* [TASK DIRECTIONS]
Go through the data and report each line that holds the string "FnRuntime".

┄┄┄┄┄┄┄┄┄┄

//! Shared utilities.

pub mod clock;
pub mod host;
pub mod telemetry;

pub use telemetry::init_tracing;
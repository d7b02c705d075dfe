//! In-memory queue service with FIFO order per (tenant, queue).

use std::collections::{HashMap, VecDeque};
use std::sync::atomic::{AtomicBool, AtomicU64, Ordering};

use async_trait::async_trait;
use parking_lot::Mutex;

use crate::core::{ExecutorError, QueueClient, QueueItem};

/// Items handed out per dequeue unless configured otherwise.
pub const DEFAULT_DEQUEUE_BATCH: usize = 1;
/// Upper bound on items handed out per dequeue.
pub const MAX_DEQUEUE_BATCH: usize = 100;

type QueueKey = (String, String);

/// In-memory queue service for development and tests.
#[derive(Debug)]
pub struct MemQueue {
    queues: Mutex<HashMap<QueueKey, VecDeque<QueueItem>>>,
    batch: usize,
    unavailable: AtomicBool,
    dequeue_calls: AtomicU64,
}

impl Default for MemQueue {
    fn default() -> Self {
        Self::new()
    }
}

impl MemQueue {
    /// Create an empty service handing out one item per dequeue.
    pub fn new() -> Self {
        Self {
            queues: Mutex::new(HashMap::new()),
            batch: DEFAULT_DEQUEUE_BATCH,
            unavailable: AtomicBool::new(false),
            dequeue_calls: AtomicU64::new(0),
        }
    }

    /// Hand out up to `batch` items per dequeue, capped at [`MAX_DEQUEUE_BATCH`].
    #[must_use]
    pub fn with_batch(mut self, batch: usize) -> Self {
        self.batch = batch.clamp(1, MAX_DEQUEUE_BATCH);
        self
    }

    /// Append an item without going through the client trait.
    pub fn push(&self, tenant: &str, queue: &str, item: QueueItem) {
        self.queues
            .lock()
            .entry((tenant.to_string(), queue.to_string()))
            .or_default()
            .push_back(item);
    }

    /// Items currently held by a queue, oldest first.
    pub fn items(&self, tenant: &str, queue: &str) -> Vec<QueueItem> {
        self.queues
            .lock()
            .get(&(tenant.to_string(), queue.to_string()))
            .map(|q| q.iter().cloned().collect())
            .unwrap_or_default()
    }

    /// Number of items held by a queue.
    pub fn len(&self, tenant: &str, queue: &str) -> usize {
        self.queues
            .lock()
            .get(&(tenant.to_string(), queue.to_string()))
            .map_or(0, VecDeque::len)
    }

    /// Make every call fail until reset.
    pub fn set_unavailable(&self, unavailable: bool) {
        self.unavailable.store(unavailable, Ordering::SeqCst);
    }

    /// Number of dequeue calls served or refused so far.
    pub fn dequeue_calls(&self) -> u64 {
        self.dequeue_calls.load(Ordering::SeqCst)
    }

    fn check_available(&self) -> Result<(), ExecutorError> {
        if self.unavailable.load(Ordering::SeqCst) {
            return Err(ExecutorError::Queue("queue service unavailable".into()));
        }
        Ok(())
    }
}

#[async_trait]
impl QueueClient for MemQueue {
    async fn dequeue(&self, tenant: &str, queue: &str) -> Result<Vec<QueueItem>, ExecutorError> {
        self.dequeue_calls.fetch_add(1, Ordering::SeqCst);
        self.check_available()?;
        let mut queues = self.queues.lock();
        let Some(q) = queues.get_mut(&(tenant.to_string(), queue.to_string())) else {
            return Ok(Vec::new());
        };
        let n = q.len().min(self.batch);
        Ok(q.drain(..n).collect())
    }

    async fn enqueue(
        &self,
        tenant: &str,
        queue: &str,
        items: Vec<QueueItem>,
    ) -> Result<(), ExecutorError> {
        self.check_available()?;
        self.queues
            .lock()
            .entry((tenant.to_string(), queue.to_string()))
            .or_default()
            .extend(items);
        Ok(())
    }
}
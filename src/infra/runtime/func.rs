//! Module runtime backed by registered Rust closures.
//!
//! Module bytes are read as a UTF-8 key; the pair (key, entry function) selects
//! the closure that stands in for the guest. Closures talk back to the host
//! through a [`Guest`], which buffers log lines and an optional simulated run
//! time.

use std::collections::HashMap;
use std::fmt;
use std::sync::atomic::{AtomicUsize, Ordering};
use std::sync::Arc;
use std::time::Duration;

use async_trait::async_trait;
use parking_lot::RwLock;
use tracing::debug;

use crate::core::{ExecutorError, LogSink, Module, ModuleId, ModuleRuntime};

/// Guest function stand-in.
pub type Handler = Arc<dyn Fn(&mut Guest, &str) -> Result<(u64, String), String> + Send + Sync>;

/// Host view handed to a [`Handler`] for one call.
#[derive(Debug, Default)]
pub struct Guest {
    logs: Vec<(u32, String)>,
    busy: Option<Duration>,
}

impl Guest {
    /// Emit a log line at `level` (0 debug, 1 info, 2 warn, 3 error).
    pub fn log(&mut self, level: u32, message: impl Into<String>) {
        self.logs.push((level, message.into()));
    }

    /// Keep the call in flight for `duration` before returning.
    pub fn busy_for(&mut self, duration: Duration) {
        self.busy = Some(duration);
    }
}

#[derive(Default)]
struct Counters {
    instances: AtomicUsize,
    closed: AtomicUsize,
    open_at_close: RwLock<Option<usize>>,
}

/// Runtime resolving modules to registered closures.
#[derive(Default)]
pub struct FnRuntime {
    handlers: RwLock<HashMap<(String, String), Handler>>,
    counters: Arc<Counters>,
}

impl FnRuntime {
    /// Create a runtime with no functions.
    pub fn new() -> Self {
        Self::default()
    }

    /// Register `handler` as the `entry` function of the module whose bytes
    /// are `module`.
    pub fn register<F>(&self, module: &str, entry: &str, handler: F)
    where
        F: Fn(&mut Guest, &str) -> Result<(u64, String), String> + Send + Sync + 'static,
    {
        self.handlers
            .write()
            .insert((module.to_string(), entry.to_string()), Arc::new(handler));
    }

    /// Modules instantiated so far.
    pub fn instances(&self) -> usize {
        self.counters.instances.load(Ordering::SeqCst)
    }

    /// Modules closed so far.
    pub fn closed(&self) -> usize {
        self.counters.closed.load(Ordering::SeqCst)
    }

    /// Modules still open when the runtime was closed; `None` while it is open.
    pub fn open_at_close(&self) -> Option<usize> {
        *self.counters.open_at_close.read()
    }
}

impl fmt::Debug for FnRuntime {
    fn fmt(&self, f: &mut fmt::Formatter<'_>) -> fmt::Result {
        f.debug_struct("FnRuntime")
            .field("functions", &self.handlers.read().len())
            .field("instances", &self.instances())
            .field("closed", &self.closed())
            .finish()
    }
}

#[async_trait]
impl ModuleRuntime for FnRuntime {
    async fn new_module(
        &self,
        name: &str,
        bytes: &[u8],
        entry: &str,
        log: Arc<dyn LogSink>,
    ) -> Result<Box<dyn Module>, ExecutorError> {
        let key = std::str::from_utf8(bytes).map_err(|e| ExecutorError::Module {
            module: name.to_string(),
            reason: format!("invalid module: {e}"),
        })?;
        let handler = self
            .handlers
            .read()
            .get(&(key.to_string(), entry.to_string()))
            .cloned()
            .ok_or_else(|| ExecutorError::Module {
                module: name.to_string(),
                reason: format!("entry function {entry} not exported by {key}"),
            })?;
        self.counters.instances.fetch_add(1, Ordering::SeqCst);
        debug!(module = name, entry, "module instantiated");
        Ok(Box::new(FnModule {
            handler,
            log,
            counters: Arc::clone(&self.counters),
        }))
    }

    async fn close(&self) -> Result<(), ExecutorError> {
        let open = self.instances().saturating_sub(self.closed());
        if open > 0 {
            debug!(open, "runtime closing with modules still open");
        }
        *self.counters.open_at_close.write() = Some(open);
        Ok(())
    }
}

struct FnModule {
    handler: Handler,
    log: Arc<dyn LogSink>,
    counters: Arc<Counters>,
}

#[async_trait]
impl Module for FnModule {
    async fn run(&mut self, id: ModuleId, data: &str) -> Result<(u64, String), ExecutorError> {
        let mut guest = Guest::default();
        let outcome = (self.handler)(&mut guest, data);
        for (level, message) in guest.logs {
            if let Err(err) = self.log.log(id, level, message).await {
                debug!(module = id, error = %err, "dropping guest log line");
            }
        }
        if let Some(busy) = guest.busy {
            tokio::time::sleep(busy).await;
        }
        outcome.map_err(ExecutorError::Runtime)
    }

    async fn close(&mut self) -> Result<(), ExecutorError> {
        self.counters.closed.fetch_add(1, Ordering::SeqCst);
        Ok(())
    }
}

┄┄┄┄┄┄┄┄┄┄

* [ANSWER TO THIS EXERCISE]
pub struct FnRuntime {
impl FnRuntime {
impl fmt::Debug for FnRuntime {
        f.debug_struct("FnRuntime")
impl ModuleRuntime for FnRuntime {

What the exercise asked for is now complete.